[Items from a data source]

+ + + +

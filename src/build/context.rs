//! Build context containing configuration and state for a build.

use crate::compile::SassCompiler;
use crate::config::SassBuildConfig;
use crate::minify::CssMinifier;
use std::path::{Path, PathBuf};

/// Build context containing configuration and paths for a build operation.
///
/// All relative paths in the configuration resolve against the project root,
/// which is the directory holding `sassbuild.toml` (or the working directory
/// when running on defaults).
#[derive(Debug, Clone)]
pub struct BuildContext {
    /// The loaded configuration
    config: SassBuildConfig,
    /// Project root directory
    project_root: PathBuf,
}

impl BuildContext {
    /// Create a new build context.
    pub fn new(config: SassBuildConfig, project_root: PathBuf) -> Self {
        Self { config, project_root }
    }

    /// Get the configuration.
    pub fn config(&self) -> &SassBuildConfig {
        &self.config
    }

    /// Get the project root directory.
    pub fn project_root(&self) -> &Path {
        &self.project_root
    }

    /// Source glob patterns.
    pub fn source_patterns(&self) -> &[String] {
        &self.config.sass.sources
    }

    /// Destination directory (resolved to absolute path).
    pub fn out_dir(&self) -> PathBuf {
        self.resolve_path(&self.config.sass.out)
    }

    /// Include paths (resolved), in search order.
    pub fn include_paths(&self) -> Vec<PathBuf> {
        self.config.sass.include_paths.iter().map(|p| self.resolve_path(p)).collect()
    }

    /// Number of worker threads.
    pub fn jobs(&self) -> usize {
        self.config.build.jobs.max(1)
    }

    /// Whether strict mode is enabled.
    pub fn is_strict(&self) -> bool {
        self.config.build.strict
    }

    /// Compiler configured from `[sass]`.
    pub fn compiler(&self) -> SassCompiler {
        SassCompiler::new(self.include_paths())
            .with_style(self.config.sass.style)
            .with_quiet(self.config.sass.quiet)
    }

    /// Minifier configured from `[minify]`.
    pub fn minifier(&self) -> CssMinifier {
        CssMinifier::new().with_enabled(self.config.minify.enabled)
    }

    /// Resolve a path relative to the project root.
    ///
    /// If the path is absolute, returns it unchanged.
    /// If relative, joins it with the project root.
    pub fn resolve_path(&self, path: &Path) -> PathBuf {
        if path.is_absolute() {
            path.to_path_buf()
        } else {
            self.project_root.join(path)
        }
    }
}
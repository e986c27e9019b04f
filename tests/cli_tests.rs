//! CLI integration tests for the `sassbuild` binary.
//!
//! Runs the binary inside temporary projects and checks artifacts, exit
//! codes, task handling and the JSON report.

use std::fs;
use std::path::Path;
use std::process::Command;
use tempfile::TempDir;

/// Run sassbuild in `dir` and return (stdout, stderr, exit code).
fn run_sassbuild(dir: &Path, args: &[&str]) -> (String, String, i32) {
    let output = Command::new(env!("CARGO_BIN_EXE_sassbuild"))
        .current_dir(dir)
        .env_remove("RUST_LOG")
        .args(args)
        .output()
        .expect("Failed to execute sassbuild");
    let stdout = String::from_utf8_lossy(&output.stdout).to_string();
    let stderr = String::from_utf8_lossy(&output.stderr).to_string();
    (stdout, stderr, output.status.code().unwrap_or(-1))
}

fn write(dir: &Path, name: &str, content: &str) {
    let path = dir.join(name);
    fs::create_dir_all(path.parent().unwrap()).unwrap();
    fs::write(path, content).unwrap();
}

/// A project laid out like the default configuration expects.
fn create_project() -> TempDir {
    let temp = TempDir::new().unwrap();
    fs::create_dir_all(temp.path().join("node_modules")).unwrap();
    write(temp.path(), "static/sass/a.scss", "$c: red; .x { color: $c; }");
    temp
}

#[test]
fn test_default_task_builds() {
    let temp = create_project();

    let (stdout, _, code) = run_sassbuild(temp.path(), &[]);

    assert_eq!(code, 0);
    assert!(stdout.contains("Build succeeded"));
    let css = fs::read_to_string(temp.path().join("static/css/a.css")).unwrap();
    assert_eq!(css, ".x{color:red}");
}

#[test]
fn test_sass_task_by_name() {
    let temp = create_project();

    let (_, _, code) = run_sassbuild(temp.path(), &["sass"]);

    assert_eq!(code, 0);
    assert!(temp.path().join("static/css/a.css").exists());
}

#[test]
fn test_compile_error_logged_exit_zero() {
    let temp = create_project();
    write(temp.path(), "static/sass/b.scss", ".y { color: }");

    let (stdout, stderr, code) = run_sassbuild(temp.path(), &[]);

    assert_eq!(code, 0);
    assert!(stderr.contains("b.scss"));
    assert!(stdout.contains("1 failed"));
    assert!(temp.path().join("static/css/a.css").exists());
    assert!(!temp.path().join("static/css/b.css").exists());
}

#[test]
fn test_compile_error_strict_exit_one() {
    let temp = create_project();
    write(temp.path(), "static/sass/b.scss", ".y { color: }");

    let (_, _, code) = run_sassbuild(temp.path(), &["--strict"]);

    assert_eq!(code, 1);
    assert!(temp.path().join("static/css/a.css").exists());
}

#[test]
fn test_unknown_task_exit_two() {
    let temp = create_project();

    let (_, stderr, code) = run_sassbuild(temp.path(), &["styles"]);

    assert_eq!(code, 2);
    assert!(stderr.contains("Unknown task 'styles'"));
    assert!(!temp.path().join("static/css").exists());
}

#[test]
fn test_missing_include_path_exit_one() {
    let temp = create_project();

    let (_, stderr, code) = run_sassbuild(temp.path(), &["-I", "vendor"]);

    assert_eq!(code, 1);
    assert!(stderr.contains("vendor"));
}

#[test]
fn test_builds_without_node_modules() {
    let temp = create_project();
    fs::remove_dir(temp.path().join("node_modules")).unwrap();

    let (_, stderr, code) = run_sassbuild(temp.path(), &[]);

    assert_eq!(code, 0);
    assert!(stderr.contains("node_modules"));
    assert!(temp.path().join("static/css/a.css").exists());
}

#[test]
fn test_config_file_and_alias() {
    let temp = TempDir::new().unwrap();
    write(
        temp.path(),
        "sassbuild.toml",
        r#"
[project]
name = "site"

[sass]
sources = ["styles/*.scss"]
include_paths = []
out = "public/css"

[tasks]
styles = ["sass"]
"#,
    );
    write(temp.path(), "styles/main.scss", ".m { top: 0; }");
    write(temp.path(), "styles/nested/skip.scss", ".s { top: 0; }");

    let (_, _, code) = run_sassbuild(temp.path(), &["styles"]);

    assert_eq!(code, 0);
    assert!(temp.path().join("public/css/main.css").exists());
    assert!(!temp.path().join("public/css/skip.css").exists());
}

#[test]
fn test_config_found_from_subdirectory() {
    let temp = create_project();
    write(temp.path(), "sassbuild.toml", "[project]\nname = \"site\"\n");
    fs::create_dir_all(temp.path().join("static/sass/deep")).unwrap();

    let (_, _, code) = run_sassbuild(&temp.path().join("static/sass/deep"), &[]);

    assert_eq!(code, 0);
    assert!(temp.path().join("static/css/a.css").exists());
}

#[test]
fn test_invalid_config_exit_one() {
    let temp = create_project();
    write(temp.path(), "sassbuild.toml", "[project]\nname = \"\"\n");

    let (_, stderr, code) = run_sassbuild(temp.path(), &[]);

    assert_eq!(code, 1);
    assert!(stderr.contains("project.name"));
}

#[test]
fn test_list_tasks() {
    let temp = create_project();

    let (stdout, _, code) = run_sassbuild(temp.path(), &["--list"]);

    assert_eq!(code, 0);
    assert!(stdout.contains("sass"));
    assert!(stdout.contains("default"));
    assert!(!temp.path().join("static/css").exists());
}

#[test]
fn test_dry_run_writes_nothing() {
    let temp = create_project();

    let (stdout, _, code) = run_sassbuild(temp.path(), &["--dry-run"]);

    assert_eq!(code, 0);
    assert!(stdout.contains("Dry run"));
    assert!(stdout.contains("a.css"));
    assert!(!temp.path().join("static/css").exists());
}

#[test]
fn test_json_report() {
    let temp = create_project();
    write(temp.path(), "static/sass/b.scss", ".y { color: }");

    let (stdout, _, code) = run_sassbuild(temp.path(), &["--json", "-j", "2"]);

    assert_eq!(code, 0);
    let report: serde_json::Value = serde_json::from_str(&stdout).unwrap();
    let files = report["files"].as_array().unwrap();
    assert_eq!(files.len(), 2);
    assert_eq!(files[0]["status"], "written");
    assert_eq!(files[1]["status"], "failed");
    assert_eq!(files[1]["stage"], "compile");
}

#[test]
fn test_src_and_out_overrides() {
    let temp = create_project();
    write(temp.path(), "theme/dark.scss", ".d { color: black; }");

    let (_, _, code) = run_sassbuild(temp.path(), &["--src", "theme/*.scss", "-o", "dist"]);

    assert_eq!(code, 0);
    assert!(temp.path().join("dist/dark.css").exists());
    assert!(!temp.path().join("dist/a.css").exists());
}

#[test]
fn test_no_minify_flag() {
    let temp = create_project();

    let (_, _, code) = run_sassbuild(temp.path(), &["--no-minify"]);

    assert_eq!(code, 0);
    let css = fs::read_to_string(temp.path().join("static/css/a.css")).unwrap();
    assert_eq!(css, ".x {\n  color: red;\n}\n");
}
//! Sassbuild - Command-line tool for compiling SASS stylesheets into minified CSS

use std::process::ExitCode;

use sassbuild::cli;

fn main() -> ExitCode {
    cli::run()
}
//! Build command implementation

use std::path::PathBuf;
use std::process::ExitCode;

use tracing::{debug, error, info};

use super::{format_task_list, Cli, EXIT_ERROR, EXIT_INVALID_ARGS, EXIT_SUCCESS};
use crate::build::{BuildContext, BuildPipeline, BuildResult};
use crate::config::loader::{check, find_config, load_config, merge_cli_overrides, project_root};
use crate::config::{default_config, SassBuildConfig};
use crate::tasks::{TaskError, TaskGraph, TaskKind};

/// Load the configuration and the directory its relative paths resolve against.
fn locate_config(cli: &Cli) -> Result<(SassBuildConfig, PathBuf), crate::config::ConfigError> {
    let cwd = std::env::current_dir()?;
    let config_path = cli.config.clone().or_else(find_config);

    match config_path {
        Some(path) => {
            info!(config = %path.display(), "using config");
            let config = load_config(Some(&path))?;
            let root = match project_root(&path) {
                Some(dir) if !dir.as_os_str().is_empty() => cwd.join(dir),
                _ => cwd,
            };
            Ok((config, root))
        }
        None => {
            debug!("no sassbuild.toml found, using defaults");
            Ok((default_config(), cwd))
        }
    }
}

/// Run the requested tasks
pub fn run_build(cli: &Cli) -> ExitCode {
    let (mut config, root) = match locate_config(cli) {
        Ok(found) => found,
        Err(e) => {
            error!("{}", e);
            return ExitCode::from(EXIT_ERROR);
        }
    };

    merge_cli_overrides(&mut config, &cli.overrides());
    if let Err(e) = check(&config) {
        error!("{}", e);
        return ExitCode::from(EXIT_ERROR);
    }

    let graph = match TaskGraph::with_aliases(&config.tasks) {
        Ok(graph) => graph,
        Err(e) => {
            error!("{}", e);
            return ExitCode::from(EXIT_ERROR);
        }
    };

    if cli.list {
        println!("{}", format_task_list(&graph));
        return ExitCode::from(EXIT_SUCCESS);
    }

    let order = match graph.resolve(&cli.tasks) {
        Ok(order) => order,
        Err(e @ TaskError::Unknown(_)) => {
            error!("{}", e);
            return ExitCode::from(EXIT_INVALID_ARGS);
        }
        Err(e) => {
            error!("{}", e);
            return ExitCode::from(EXIT_ERROR);
        }
    };

    let context = BuildContext::new(config, root);
    let strict = context.is_strict();
    let mut result: Option<BuildResult> = None;

    for task in order {
        match task.kind {
            TaskKind::Alias => debug!(task = %task.name, "alias resolved"),
            TaskKind::Sass => {
                info!(task = %task.name, "starting");
                let pipeline = BuildPipeline::new(context.clone()).with_dry_run(cli.dry_run);
                match pipeline.run() {
                    Ok(r) => result = Some(r),
                    Err(e) => {
                        error!("Build error: {}", e);
                        return ExitCode::from(EXIT_ERROR);
                    }
                }
            }
        }
    }

    let Some(result) = result else {
        println!("Nothing to do");
        return ExitCode::from(EXIT_SUCCESS);
    };

    if cli.json {
        match result.to_json() {
            Ok(json) => println!("{}", json),
            Err(e) => {
                error!("Failed to render report: {}", e);
                return ExitCode::from(EXIT_ERROR);
            }
        }
    } else {
        println!("{}", result.summary());
    }

    if result.exit_ok(strict) {
        ExitCode::from(EXIT_SUCCESS)
    } else {
        ExitCode::from(EXIT_ERROR)
    }
}
//! Command-line interface implementation
//!
//! This module provides the CLI entry point. Positional arguments name tasks
//! from the task graph; flags override `sassbuild.toml`.

mod build;

use clap::Parser;
use std::path::PathBuf;
use std::process::ExitCode;

use crate::config::{CliOverrides, OutputStyle};
use crate::tasks::TaskGraph;

pub use build::run_build;

/// Exit codes
pub(crate) const EXIT_SUCCESS: u8 = 0;
pub(crate) const EXIT_ERROR: u8 = 1;
pub(crate) const EXIT_INVALID_ARGS: u8 = 2;

/// sassbuild - Compile SASS stylesheets into minified CSS
#[derive(Parser, Debug)]
#[command(name = "sassbuild")]
#[command(about = "Compile SASS stylesheets into minified CSS")]
#[command(version)]
pub struct Cli {
    /// Tasks to run (default: "default", which runs "sass")
    pub tasks: Vec<String>,

    /// Path to sassbuild.toml (default: search upward from the current directory)
    #[arg(short, long)]
    pub config: Option<PathBuf>,

    /// Source glob, relative to the project root (repeatable; replaces [sass].sources)
    #[arg(long = "src", value_name = "GLOB")]
    pub sources: Vec<String>,

    /// Destination directory
    #[arg(short, long, value_name = "DIR")]
    pub out: Option<PathBuf>,

    /// Extra include path searched for imports (repeatable)
    #[arg(short = 'I', long = "include-path", value_name = "DIR")]
    pub include_paths: Vec<PathBuf>,

    /// Compiler output style
    #[arg(long, value_parser = parse_style)]
    pub style: Option<OutputStyle>,

    /// Write compiled CSS without minifying it
    #[arg(long)]
    pub no_minify: bool,

    /// Number of stylesheets compiled in parallel
    #[arg(short, long, value_parser = parse_jobs)]
    pub jobs: Option<usize>,

    /// Exit with an error when any stylesheet fails to compile
    #[arg(long)]
    pub strict: bool,

    /// Show what would be written without writing anything
    #[arg(long)]
    pub dry_run: bool,

    /// Print the build report as JSON
    #[arg(long)]
    pub json: bool,

    /// List available tasks and exit
    #[arg(short, long)]
    pub list: bool,

    /// Show debug output
    #[arg(short, long)]
    pub verbose: bool,
}

fn parse_style(s: &str) -> Result<OutputStyle, String> {
    s.parse()
}

fn parse_jobs(s: &str) -> Result<usize, String> {
    match s.parse::<usize>() {
        Ok(0) => Err("must be at least 1".to_string()),
        Ok(n) => Ok(n),
        Err(e) => Err(e.to_string()),
    }
}

impl Cli {
    /// Config overrides carried by the flags.
    pub fn overrides(&self) -> CliOverrides {
        CliOverrides {
            sources: if self.sources.is_empty() { None } else { Some(self.sources.clone()) },
            out: self.out.clone(),
            include_paths: self.include_paths.clone(),
            style: self.style,
            minify: if self.no_minify { Some(false) } else { None },
            jobs: self.jobs,
            strict: if self.strict { Some(true) } else { None },
        }
    }
}

/// Format the task listing printed by `--list`.
pub fn format_task_list(graph: &TaskGraph) -> String {
    let mut lines = vec!["Tasks:".to_string()];
    for task in graph.tasks() {
        if task.dependencies.is_empty() {
            lines.push(format!("  {:<12} {}", task.name, task.kind));
        } else {
            lines.push(format!(
                "  {:<12} {} -> {}",
                task.name,
                task.kind,
                task.dependencies.join(", ")
            ));
        }
    }
    lines.join("\n")
}

/// Main entry point for the CLI
pub fn run() -> ExitCode {
    let cli = Cli::parse();
    crate::logging::init(cli.verbose);
    run_build(&cli)
}

#[cfg(test)]
mod tests {
    use super::*;

    #[test]
    fn test_parse_no_args() {
        let cli = Cli::try_parse_from(["sassbuild"]).unwrap();
        assert!(cli.tasks.is_empty());
        assert!(!cli.strict);
        assert!(cli.jobs.is_none());
    }

    #[test]
    fn test_parse_tasks_and_flags() {
        let cli = Cli::try_parse_from([
            "sassbuild",
            "sass",
            "--src",
            "a/*.scss",
            "--src",
            "b/*.scss",
            "-I",
            "vendor",
            "-o",
            "dist",
            "--style",
            "compressed",
            "--no-minify",
            "-j",
            "4",
            "--strict",
        ])
        .unwrap();

        assert_eq!(cli.tasks, vec!["sass"]);
        assert_eq!(cli.sources, vec!["a/*.scss", "b/*.scss"]);
        assert_eq!(cli.include_paths, vec![PathBuf::from("vendor")]);
        assert_eq!(cli.style, Some(OutputStyle::Compressed));

        let overrides = cli.overrides();
        assert_eq!(overrides.out, Some(PathBuf::from("dist")));
        assert_eq!(overrides.minify, Some(false));
        assert_eq!(overrides.jobs, Some(4));
        assert_eq!(overrides.strict, Some(true));
    }

    #[test]
    fn test_overrides_empty_by_default() {
        let overrides = Cli::try_parse_from(["sassbuild"]).unwrap().overrides();
        assert!(overrides.sources.is_none());
        assert!(overrides.minify.is_none());
        assert!(overrides.strict.is_none());
        assert!(overrides.include_paths.is_empty());
    }

    #[test]
    fn test_parse_rejects_zero_jobs() {
        assert!(Cli::try_parse_from(["sassbuild", "-j", "0"]).is_err());
    }

    #[test]
    fn test_parse_rejects_unknown_style() {
        assert!(Cli::try_parse_from(["sassbuild", "--style", "nested"]).is_err());
    }

    #[test]
    fn test_format_task_list() {
        let listing = format_task_list(&TaskGraph::new());
        assert!(listing.contains("sass"));
        assert!(listing.contains("default"));
        assert!(listing.contains("alias -> sass"));
    }
}
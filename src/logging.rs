use std::env;
use std::io::Write;

use log::{self, LevelFilter, Metadata, Record};

/// Environment variable holding the log level (`error` .. `trace`, or `off`).
pub const LOG_ENV: &str = "BATTLESHIP_LOG";

struct SimpleLogger;

impl log::Log for SimpleLogger {
    fn enabled(&self, metadata: &Metadata) -> bool {
        metadata.level() <= log::max_level()
    }

    // stderr keeps log lines out of the client's prompt handling on stdout.
    fn log(&self, record: &Record) {
        if self.enabled(record.metadata()) {
            let _ = writeln!(
                std::io::stderr(),
                "{} [{}] {}",
                record.level(),
                record.target(),
                record.args()
            );
        }
    }

    fn flush(&self) {
        let _ = std::io::stderr().flush();
    }
}

static LOGGER: SimpleLogger = SimpleLogger;

fn level_from(value: Option<String>, default: LevelFilter) -> LevelFilter {
    value.and_then(|lvl| lvl.parse().ok()).unwrap_or(default)
}

/// Initialize logging with a level taken from the `BATTLESHIP_LOG` environment
/// variable, falling back to `default` if the variable is unset or invalid.
/// Calling it again is a no-op.
pub fn init_logging(default: LevelFilter) {
    let level = level_from(env::var(LOG_ENV).ok(), default);
    let _ = log::set_logger(&LOGGER).map(|()| log::set_max_level(level));
}
//! Ship definitions, placement notation and segment markers.

use core::fmt;
use core::str::FromStr;

use crate::common::{ParseError, PlacementError};
use crate::config::{MAX_SHIP_SIZE, MIN_SHIP_SIZE};
use crate::coord::{Coordinate, Grid};

/// Orientation of a ship on the board.
#[derive(Debug, Clone, Copy, PartialEq, Eq, Hash)]
pub enum Orientation {
    Horizontal,
    Vertical,
}

impl Orientation {
    pub fn letter(&self) -> char {
        match self {
            Orientation::Horizontal => 'H',
            Orientation::Vertical => 'V',
        }
    }
}

impl FromStr for Orientation {
    type Err = ParseError;

    fn from_str(s: &str) -> Result<Self, Self::Err> {
        match s {
            "h" | "H" => Ok(Orientation::Horizontal),
            "v" | "V" => Ok(Orientation::Vertical),
            other => Err(ParseError::InvalidOrientation(other.to_string())),
        }
    }
}

/// Position of a cell within its ship. Presentation only.
#[derive(Debug, Clone, Copy, PartialEq, Eq)]
pub enum Segment {
    Bow,
    Mid,
    Stern,
}

impl Segment {
    /// Marker drawn on the owner's grid.
    pub fn symbol(&self, orientation: Orientation) -> char {
        match (orientation, self) {
            (Orientation::Horizontal, Segment::Bow) => '<',
            (Orientation::Horizontal, Segment::Mid) => '=',
            (Orientation::Horizontal, Segment::Stern) => '>',
            (Orientation::Vertical, Segment::Bow) => '^',
            (Orientation::Vertical, Segment::Mid) => '|',
            (Orientation::Vertical, Segment::Stern) => 'v',
        }
    }
}

/// A parsed `"<size> <H|V> <cell>"` placement request.
#[derive(Debug, Clone, Copy, PartialEq, Eq)]
pub struct Placement {
    pub size: usize,
    pub orientation: Orientation,
    pub anchor: Coordinate,
}

impl FromStr for Placement {
    type Err = ParseError;

    fn from_str(input: &str) -> Result<Self, Self::Err> {
        let parts: Vec<&str> = input.split_whitespace().collect();
        let [size, orientation, anchor] = parts.as_slice() else {
            if parts.is_empty() {
                return Err(ParseError::Empty);
            }
            return Err(ParseError::Placement(input.trim().to_string()));
        };
        let size: usize = size
            .parse()
            .map_err(|_| ParseError::InvalidSize(size.to_string()))?;
        if !(MIN_SHIP_SIZE..=MAX_SHIP_SIZE).contains(&size) {
            return Err(ParseError::InvalidSize(size.to_string()));
        }
        Ok(Placement {
            size,
            orientation: orientation.parse()?,
            anchor: anchor.parse()?,
        })
    }
}

impl fmt::Display for Placement {
    fn fmt(&self, f: &mut fmt::Formatter<'_>) -> fmt::Result {
        write!(f, "{} {} {}", self.size, self.orientation.letter(), self.anchor)
    }
}

/// A placed ship. Immutable once constructed.
#[derive(Clone, PartialEq, Eq)]
pub struct Ship {
    orientation: Orientation,
    cells: Vec<Coordinate>,
    mask: Grid,
}

impl Ship {
    /// Lay out a ship of `size` from `anchor`, extending right (H) or down (V).
    pub fn new(
        size: usize,
        orientation: Orientation,
        anchor: Coordinate,
    ) -> Result<Self, PlacementError> {
        if !(MIN_SHIP_SIZE..=MAX_SHIP_SIZE).contains(&size) {
            return Err(PlacementError::InvalidSize(size));
        }
        let horizontal = orientation == Orientation::Horizontal;
        let cells = (0..size)
            .map(|i| anchor.offset(horizontal, i))
            .collect::<Option<Vec<_>>>()
            .ok_or(PlacementError::OutOfBounds)?;
        let mask = cells.iter().copied().collect();
        Ok(Ship {
            orientation,
            cells,
            mask,
        })
    }

    pub fn size(&self) -> usize {
        self.cells.len()
    }

    pub fn orientation(&self) -> Orientation {
        self.orientation
    }

    /// Bow first.
    pub fn cells(&self) -> &[Coordinate] {
        &self.cells
    }

    pub fn anchor(&self) -> Coordinate {
        self.cells[0]
    }

    /// Occupancy mask of the ship on the board.
    pub fn mask(&self) -> &Grid {
        &self.mask
    }

    pub fn occupies(&self, cell: Coordinate) -> bool {
        self.mask.contains(cell)
    }

    /// Sunk once every cell is in `hits`.
    pub fn is_sunk(&self, hits: &Grid) -> bool {
        hits.contains_all(&self.mask)
    }

    /// Each cell paired with its segment kind.
    pub fn segments(&self) -> impl Iterator<Item = (Coordinate, Segment)> + '_ {
        let last = self.cells.len() - 1;
        self.cells.iter().enumerate().map(move |(i, &cell)| {
            let segment = if i == 0 {
                Segment::Bow
            } else if i == last {
                Segment::Stern
            } else {
                Segment::Mid
            };
            (cell, segment)
        })
    }
}

impl fmt::Debug for Ship {
    fn fmt(&self, f: &mut fmt::Formatter<'_>) -> fmt::Result {
        write!(
            f,
            "Ship {{ size: {}, anchor: {}, orientation: {:?} }}",
            self.size(),
            self.anchor(),
            self.orientation,
        )
    }
}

+ + + +

PROBLEM DESCRIPTION. Each line of the records that holds the word "order" should be copied out.

RESULT OF THIS TASK.
    /// Include paths (resolved), in search order.
    let order = match graph.resolve(&cli.tasks) {
        Ok(order) => order,
    for task in order {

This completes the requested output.